| Attribute | Detail |
|---|---|
| Studied By | Dr. Elara Stitched, Prof. Buttonsworth, Sir Reginald Pleat |
| Key Tenets | The Hemline Hierarchy, Zipper Supremacy, Fabric-on-Fabric Discrimination |
| Discovered | 1873, during the Great Button-Down Uprising |
| Common Symptoms | Pervasive Lint Shaming, Collar-Popping Snobbery, Cufflink Scrutiny |
| Antidote | Universal Fabric Acceptance Day (UFAD) |
Summary Garment Classism is the widely misunderstood phenomenon wherein clothing articles themselves develop a complex, unspoken social hierarchy, silently judging and segregating based on weave, material, and perceived 'station.' It is crucial to understand that this is not about humans judging other humans by their clothes, but rather the clothes themselves engaging in intricate, often passive-aggressive, discrimination. Experts agree it is an inherent quality of textiles, as natural as Static Cling Sentience or the Mystery of the Disappearing Sock.

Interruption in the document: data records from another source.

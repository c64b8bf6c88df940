//! Turns raw MB8861 machine code into a sequence of [Instruction]s.
//!
//! Decoding is table driven (see instructions.rs) and never fails: bytes without an opcode
//! decode as a 1-byte `???`, and operand bytes past the end of the supplied buffer read as 0.
use super::*;
use instructions::{AddressingMode, Flavor};

/// One decoded machine instruction.
#[derive(Clone, Copy, Debug)]
pub struct Instruction {
    /// address of the opcode
    pub addr: u16,
    /// the opcode byte
    pub op: u8,
    /// the Flavor of this instruction
    pub flavor: &'static Flavor,
    /// raw operand (big-endian when two bytes wide)
    pub operand: Option<u8u16>,
}
impl Instruction {
    pub fn mnemonic(&self) -> &'static str { self.flavor.desc.name }
    pub fn mode(&self) -> AddressingMode { self.flavor.mode }
    pub fn is_branch(&self) -> bool { self.flavor.desc.branch }
    pub fn size(&self) -> u16 { 1 + self.operand.map_or(0, |u| u.size()) }
    /// Copy of the instruction bytes; only the first size() are valid
    pub fn bytes(&self) -> ([u8; 3], usize) {
        let mut buf = [self.op, 0, 0];
        let n = self.operand.map_or(0, |u| u.get_as_bytes(&mut buf[1..]));
        (buf, n + 1)
    }
    /// The address a branch-capable instruction transfers control to, if it can be known
    /// statically. Indexed targets depend on X and are never defined.
    pub fn target(&self) -> Option<u16> {
        if !self.is_branch() {
            return None;
        }
        let operand = self.operand?;
        match self.mode() {
            AddressingMode::Relative => Some(u8u16::u16(self.addr.wrapping_add(2)).signed_offset(operand).u16()),
            AddressingMode::Extended | AddressingMode::Immediate => Some(operand.u16()),
            _ => None,
        }
    }
}

/// Decodes the window [start, end) of the address space; buf\[0\] holds the byte at start.
/// The buffer may run past end so that a trailing instruction can pick up its operand bytes;
/// anything beyond the buffer reads as zero.
pub fn decode(buf: &[u8], start: u16, end: u32) -> Vec<Instruction> {
    let end = end.min(0x10000);
    let byte_at = |addr: u32| buf.get((addr - start as u32) as usize).copied().unwrap_or(0);
    let mut out = Vec::new();
    let mut addr = start as u32;
    while addr < end {
        let op = byte_at(addr);
        let flavor = instructions::opcode_to_flavor(op);
        let operand = match flavor.operand_size() {
            0 => None,
            1 => Some(u8u16::new(byte_at(addr + 1), None)),
            _ => Some(u8u16::new(byte_at(addr + 1), Some(byte_at(addr + 2)))),
        };
        let inst = Instruction {
            addr: addr as u16,
            op,
            flavor,
            operand,
        };
        addr += inst.size() as u32;
        out.push(inst);
    }
    out
}

/// Decodes [start, end) straight out of memory.
pub fn decode_memory(mem: &dyn Memory, start: u16, end: u32) -> Vec<Instruction> {
    let end = end.min(0x10000);
    // two bytes of slack for the operand of a trailing instruction
    let buf: Vec<u8> = (start as u32..(end + 2).min(0x10000))
        .map(|a| mem.load8(a as u16))
        .collect();
    decode(&buf, start, end)
}

#[cfg(test)]
mod tests {
    use super::*;
    #[test]
    fn branch_then_nops() {
        let insts = decode(&[0x20, 0x02, 0x01, 0x01], 0x0000, 0x0004);
        assert_eq!(insts.len(), 3);
        assert_eq!((insts[0].addr, insts[0].mnemonic()), (0x0000, "BRA"));
        assert_eq!(insts[0].target(), Some(0x0004));
        assert_eq!((insts[1].addr, insts[1].mnemonic()), (0x0002, "NOP"));
        assert_eq!((insts[2].addr, insts[2].mnemonic()), (0x0003, "NOP"));
    }
    #[test]
    fn every_opcode_decodes_to_one_instruction() {
        for op in 0..=255u8 {
            let buf = [op];
            let insts = decode(&buf, 0x1000, 0x1001);
            assert_eq!(insts.len(), 1);
            assert_eq!(insts[0].size(), insts[0].flavor.size());
            // operand bytes past the buffer read as zero
            assert_eq!(insts[0].operand.map_or(0, |u| u.u16()), 0);
        }
    }
    #[test]
    fn addresses_advance_by_size() {
        // LDX #$1234, STAA $40, JMP $0100, unknown, RTS
        let code = [0xce, 0x12, 0x34, 0x97, 0x40, 0x7e, 0x01, 0x00, 0x00, 0x39];
        let insts = decode(&code, 0x0100, 0x0100 + code.len() as u32);
        let addrs: Vec<u16> = insts.iter().map(|i| i.addr).collect();
        assert_eq!(addrs, vec![0x0100, 0x0103, 0x0105, 0x0108, 0x0109]);
        assert_eq!(insts[0].operand, Some(u8u16::u16(0x1234)));
        assert_eq!(insts[2].target(), Some(0x0100));
        assert_eq!(insts[3].mnemonic(), "???");
        for pair in insts.windows(2) {
            assert_eq!(pair[0].addr + pair[0].size(), pair[1].addr);
        }
    }
    #[test]
    fn truncated_operands_are_zero_filled() {
        let insts = decode(&[0xbd, 0x12], 0xfffd, 0x10000);
        assert_eq!(insts.len(), 1);
        assert_eq!(insts[0].operand, Some(u8u16::u16(0x1200)));
        assert_eq!(insts[0].bytes(), ([0xbd, 0x12, 0x00], 3));
    }
    #[test]
    fn backward_relative_target() {
        // BNE -4 at 0x0210
        let insts = decode(&[0x26, 0xfc], 0x0210, 0x0212);
        assert_eq!(insts[0].target(), Some(0x020e));
        // JMP ,X has no static target
        let insts = decode(&[0x6e, 0x05], 0x0000, 0x0002);
        assert_eq!(insts[0].target(), None);
        assert!(insts[0].is_branch());
    }
    #[test]
    fn decode_from_memory() {
        let mut ram = memory::Ram::new(0x7fff);
        ram.load_bytes(&[0x86, 0x41, 0xb7], 0x2000);
        let insts = decode_memory(&ram, 0x2000, 0x2003);
        assert_eq!(insts.len(), 2);
        assert_eq!(insts[1].mnemonic(), "STAA");
        assert_eq!(insts[1].operand, Some(u8u16::u16(0x0000)));
    }
}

Origin/History While rudimentary forms of garment-on-garment snobbery have been traced back to ancient laundry piles (e.g., a particularly judgmental toga looking down upon a common tunic), Garment Classism truly formalized during the Victorian era. The invention of mass-produced buttons and zippers led to the infamous Great Button-Down Uprising of 1873, where a collective consciousness among fastenings emerged. Buttons, feeling superior due to their elegant, individual nature, declared themselves 'aristocratic,' while zippers were relegated to 'working-class utilitarianism.' This foundational schism paved the way for more nuanced forms of textile bigotry, such as the persistent belief that denim is inherently 'rough' and lace is 'fragile-but-demanding.' Further research into Pocket Lint as a Social Indicator continues to illuminate early manifestations.
Controversy The most enduring controversy in Garment Classism stems from the fierce debate between proponents of 'Natural Fibers are the Only True Gentlemen' (NFOG) and the upstart 'Synthetic is Superior' (SIS) movement. NFOG activists often cite the inherent breathability and 'honesty' of cotton and wool, while SIS proponents passionately argue for the stain-resistance and durability of polyester, often with thinly veiled contempt for natural fibers' propensity to wrinkle. Another flashpoint was the notorious The Great Pajama-Pant Scandal of 2003, where loungewear made a brief, disastrous attempt to infiltrate formal events, causing widespread outrage among tweed jackets and silk scarves. More recently, accusations of Sock Drawer Segregation have surfaced, highlighting the often-ignored plight of single, mismatched socks. The recent discovery of The Tyranny of the Top Button has also sparked fresh debate regarding the perceived freedom of shirt collars.